This disclosure relates in general to estimating motion trials in video image sequences.
Recent advances in digital technology have led to new communication media in which video information plays a significant role. Digital television, high definition TV (HDTV), video-conferencing, video-telephony, medical imaging, and multi-media are but a few examples of emerging video information applications.
When compared with text or audio media, video media require a much larger bandwidth, and therefore would benefit more from compressing data having redundancies. In the framework of video coding (encoding and decoding), statistical redundancies can be characterized as spatial or temporal. Due to differences in the spatial and temporal dimensions, the compressing of the data is usually handled separately.
Motion of an object is a prominent source of temporal variations in image sequences. In order to model and compute motion, an understanding is needed as to how images (and therefore image motion) are formed. In video compression, the knowledge of motion helps remove temporal data redundancy and therefore attain high compression ratios. Motion estimation is a fundamental component of such standards as H.261, H.263 and the MPEG family.
A moving object may be characterized by coherent motion characteristics over its entire region of support. Therefore, an accurate estimate of the motion facilitates an accurate segmentation of the object. The process of partitioning frames into motion regions is referred to as image segmentation. Efficient image detection and segmentation operations need to be used to divide the image contents into semantic regions that can be dealt with as separate objects. An accurate segmentation of the object is needed in order to estimate the motion accurately. Image segmentation may include block-based, region-based or pixel-based image segmentation. Segmentation sometimes depends upon the results of motion estimation. Motion estimation basically tries to predict the current frame from the previous one by estimating the motion between the two frames. Hence, the motion and prediction error information are transmitted instead of the image itself.
While there are number of standards for video coding, e.g., MPEG-1, MPEG-2, MPEG-4, and H.263, etc, these standards only define the syntax and semantic of the compressed bit stream. The methods used to produce the bitstream are not specified. In other words, the above standards specify how the bitstream should appear so that decoders will operate properly, but do not specify the details of how the bitstream is actually produced.

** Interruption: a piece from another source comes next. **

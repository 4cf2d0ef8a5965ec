mod check;
mod init_config;

pub use check::cmd_check;
pub use init_config::cmd_init_config;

Most standard operations, such as MPEG-1, MPEG-2, MPEG-4, and H.263, etc, use block-based segmentation. With block-based segmentation, the optical flow or “motion” of the pixels in the blocks is analyzed to estimate motion information. Compression is achieved, for example, by sending a block once, and then sending the motion information that indicates how the block “moves” in following frames. The efficiency of block-based video compression relies on its ability to predict the next frame using blocks of image elements, which is a method known as block-based “motion compensation.” Accurate prediction reduces the amount of data used to correct errors made by frame-to-frame prediction (residue coding). Over the years, refinements in motion compensation and residue coding techniques have played a major role in improving prediction in block-based compressors. However, these approaches have long-since exhausted their potential for further dramatic improvements. This is because arbitrary blocks, inherent in MPEG-like coding, rarely occur in natural images, and thus have no relationship to the real objects and their motion.
Unlike block-matching operations, which may require costly searches for image displacement, other compression techniques have been developed that approach image displacement using estimation techniques. Two techniques involve regression on the datasets with response variables chosen, and clustering on the datasets that do not have response information. Regression is merely a method for finding dependency between some attributes, e.g., motion vectors. Basically, regression takes a numerical dataset and develops a mathematical formula that fits the data. The results may then be used to predict future behavior by taking new data and plugging it into the developed formula thereby resulting in a prediction. Robust regression methods have been shown to provide some improvements in motion estimates in a variety of situations. For example, based on the motion data for a frame n, the scores and residual vector can be estimated using a number of different regression estimation methods.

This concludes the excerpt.